» Action item
If a line of the records contains the word "finish", list it.

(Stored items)
· · ·
// ============================================================================
// Artifacts
// ============================================================================

#[async_trait]
impl ArtifactsRepository for PgStore {
    #[instrument(skip_all, fields(meeting_id = %meeting_id))]
    async fn get_artifact(
        &self,
        meeting_id: MeetingId,
    ) -> Result<Option<TranscriptArtifact>, CoordinatorError> {
        let timer = QueryTimer::start("get_artifact");
        let row: Option<ArtifactRow> = timer.finish(
            sqlx::query_as(&format!(
                "SELECT {ARTIFACT_COLUMNS} FROM transcripts WHERE meeting_id = $1"
            ))
            .bind(meeting_id.0)
            .fetch_optional(&self.pool)
            .await,
        )?;

        row.map(TranscriptArtifact::try_from).transpose()
    }

    #[instrument(skip_all, fields(meeting_id = %input.meeting_id))]
    async fn record_auto_save(
        &self,
        input: AutoSaveInput,
        now: DateTime<Utc>,
    ) -> Result<AutoSaveOutcome, CoordinatorError> {
        let timer = QueryTimer::start("record_auto_save");
        let result: Result<(ArtifactRow, Option<bool>), sqlx::Error> = async {
            let mut tx = self.pool.begin().await?;

            sqlx::query(
                r#"
                INSERT INTO transcripts (meeting_id, metadata)
                VALUES ($1, $2)
                ON CONFLICT (meeting_id) DO NOTHING
                "#,
            )
            .bind(input.meeting_id.0)
            .bind(Json(fresh_metadata(now, true)))
            .execute(&mut *tx)
            .await?;

            // Row lock serializes concurrent saves on the counter
            let current: ArtifactRow = sqlx::query_as(&format!(
                "SELECT {ARTIFACT_COLUMNS} FROM transcripts WHERE meeting_id = $1 FOR UPDATE"
            ))
            .bind(input.meeting_id.0)
            .fetch_one(&mut *tx)
            .await?;

            if !current.is_partial {
                tx.commit().await?;
                return Ok((current, None));
            }

            let (count, count_reset) = next_auto_save_count(Some(&current.metadata));
            let mut metadata = serde_json::from_value::<ArtifactMetadata>(current.metadata)
                .unwrap_or_else(|_| fresh_metadata(now, true));
            metadata.generated_at = now;
            metadata.is_partial = true;
            metadata.auto_save_count = count;
            metadata.final_segment_count = input.final_segment_count;

            let updated: ArtifactRow = sqlx::query_as(&format!(
                r#"
                UPDATE transcripts
                SET content = $2, speakers = $3, metadata = $4, updated_at = $5
                WHERE meeting_id = $1
                RETURNING {ARTIFACT_COLUMNS}
                "#
            ))
            .bind(input.meeting_id.0)
            .bind(&input.content)
            .bind(&input.speakers)
            .bind(Json(&metadata))
            .bind(now)
            .fetch_one(&mut *tx)
            .await?;

            tx.commit().await?;
            Ok((updated, Some(count_reset)))
        }
        .await;

        let (row, count_reset) = timer.finish(result)?;
        let artifact = TranscriptArtifact::try_from(row)?;
        Ok(match count_reset {
            Some(count_reset) => AutoSaveOutcome::Saved {
                artifact,
                count_reset,
            },
            None => AutoSaveOutcome::AlreadyFinal(artifact),
        })
    }

    #[instrument(skip_all, fields(meeting_id = %write.meeting_id))]
    async fn write_partial(
        &self,
        write: ArtifactWrite,
        now: DateTime<Utc>,
    ) -> Result<bool, CoordinatorError> {
        let metadata = write_metadata(&write, now, true);

        // Existing auto_save_count survives the merge
        let timer = QueryTimer::start("write_partial_artifact");
        let written: Option<Uuid> = timer.finish(
            sqlx::query_scalar(
                r#"
                INSERT INTO transcripts
                    (meeting_id, content, speakers, summary, highlights, action_items,
                     follow_ups, provenance, is_partial, metadata, created_at, updated_at)
                VALUES ($1, $2, $3, $4, $5, $6, $7, $8, TRUE, $9, $10, $10)
                ON CONFLICT (meeting_id) DO UPDATE
                SET content = EXCLUDED.content,
                    speakers = EXCLUDED.speakers,
                    summary = EXCLUDED.summary,
                    highlights = EXCLUDED.highlights,
                    action_items = EXCLUDED.action_items,
                    follow_ups = EXCLUDED.follow_ups,
                    provenance = EXCLUDED.provenance,
                    metadata = transcripts.metadata || (EXCLUDED.metadata - 'auto_save_count'),
                    updated_at = EXCLUDED.updated_at
                WHERE transcripts.is_partial
                RETURNING meeting_id
                "#,
            )
            .bind(write.meeting_id.0)
            .bind(&write.content)
            .bind(&write.speakers)
            .bind(&write.summary.summary)
            .bind(&write.summary.highlights)
            .bind(&write.summary.action_items)
            .bind(&write.summary.follow_ups)
            .bind(write.summary.provenance.as_str())
            .bind(Json(&metadata))
            .bind(now)
            .fetch_optional(&self.pool)
            .await,
        )?;

        Ok(written.is_some())
    }

    #[instrument(skip_all, fields(meeting_id = %meeting_id))]
    async fn claim_finalization(
        &self,
        meeting_id: MeetingId,
        now: DateTime<Utc>,
        stale_after: Duration,
    ) -> Result<bool, CoordinatorError> {
        let stale_before = now
            - chrono::Duration::from_std(stale_after).unwrap_or_else(|_| chrono::Duration::zero());

        let timer = QueryTimer::start("claim_finalization");
        let claimed: Option<Uuid> = timer.finish(
            sqlx::query_scalar(
                r#"
                INSERT INTO transcripts
                    (meeting_id, metadata, finalization_state, finalization_claimed_at)
                VALUES ($1, $2, 'processing', $3)
                ON CONFLICT (meeting_id) DO UPDATE
                SET finalization_state = 'processing',
                    finalization_claimed_at = EXCLUDED.finalization_claimed_at
                WHERE transcripts.finalization_state = 'none'
                   OR (transcripts.finalization_state = 'processing'
                       AND transcripts.finalization_claimed_at < $4)
                RETURNING meeting_id
                "#,
            )
            .bind(meeting_id.0)
            .bind(Json(fresh_metadata(now, true)))
            .bind(now)
            .bind(stale_before)
            .fetch_optional(&self.pool)
            .await,
        )?;

        Ok(claimed.is_some())
    }

    #[instrument(skip_all, fields(meeting_id = %write.meeting_id))]
    async fn write_terminal(
        &self,
        write: ArtifactWrite,
        now: DateTime<Utc>,
    ) -> Result<TranscriptArtifact, CoordinatorError> {
        let metadata = write_metadata(&write, now, false);

        let timer = QueryTimer::start("write_terminal_artifact");
        let row: ArtifactRow = timer.finish(
            sqlx::query_as(&format!(
                r#"
                INSERT INTO transcripts
                    (meeting_id, content, speakers, summary, highlights, action_items,
                     follow_ups, provenance, is_partial, metadata, finalization_state,
                     created_at, updated_at)
                VALUES ($1, $2, $3, $4, $5, $6, $7, $8, FALSE, $9, 'processed', $10, $10)
                ON CONFLICT (meeting_id) DO UPDATE
                SET content = EXCLUDED.content,
                    speakers = EXCLUDED.speakers,
                    summary = EXCLUDED.summary,
                    highlights = EXCLUDED.highlights,
                    action_items = EXCLUDED.action_items,
                    follow_ups = EXCLUDED.follow_ups,
                    provenance = EXCLUDED.provenance,
                    is_partial = FALSE,
                    metadata = transcripts.metadata || (EXCLUDED.metadata - 'auto_save_count'),
                    finalization_state = 'processed',
                    updated_at = EXCLUDED.updated_at
                RETURNING {ARTIFACT_COLUMNS}
                "#
            ))
            .bind(write.meeting_id.0)
            .bind(&write.content)
            .bind(&write.speakers)
            .bind(&write.summary.summary)
            .bind(&write.summary.highlights)
            .bind(&write.summary.action_items)
            .bind(&write.summary.follow_ups)
            .bind(write.summary.provenance.as_str())
            .bind(Json(&metadata))
            .bind(now)
            .fetch_one(&self.pool)
            .await,
        )?;

        row.try_into()
    }

    #[instrument(skip_all)]
    async fn pending_finalizations(&self) -> Result<Vec<MeetingId>, CoordinatorError> {
        let timer = QueryTimer::start("pending_finalizations");
        let ids: Vec<Uuid> = timer.finish(
            sqlx::query_scalar(
                r#"
                SELECT m.meeting_id
                FROM meetings m
                LEFT JOIN transcripts t ON t.meeting_id = m.meeting_id
                WHERE m.status IN ('completed', 'cancelled')
                  AND (t.meeting_id IS NULL OR t.finalization_state <> 'processed')
                ORDER BY m.meeting_id
                "#,
            )
            .fetch_all(&self.pool)
            .await,
        )?;

        Ok(ids.into_iter().map(MeetingId).collect())
    }
}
· · ·
» Expected answer
        let row: Option<ArtifactRow> = timer.finish(
        let (row, count_reset) = timer.finish(result)?;
        let written: Option<Uuid> = timer.finish(
        let claimed: Option<Uuid> = timer.finish(
        let row: ArtifactRow = timer.finish(
        let ids: Vec<Uuid> = timer.finish(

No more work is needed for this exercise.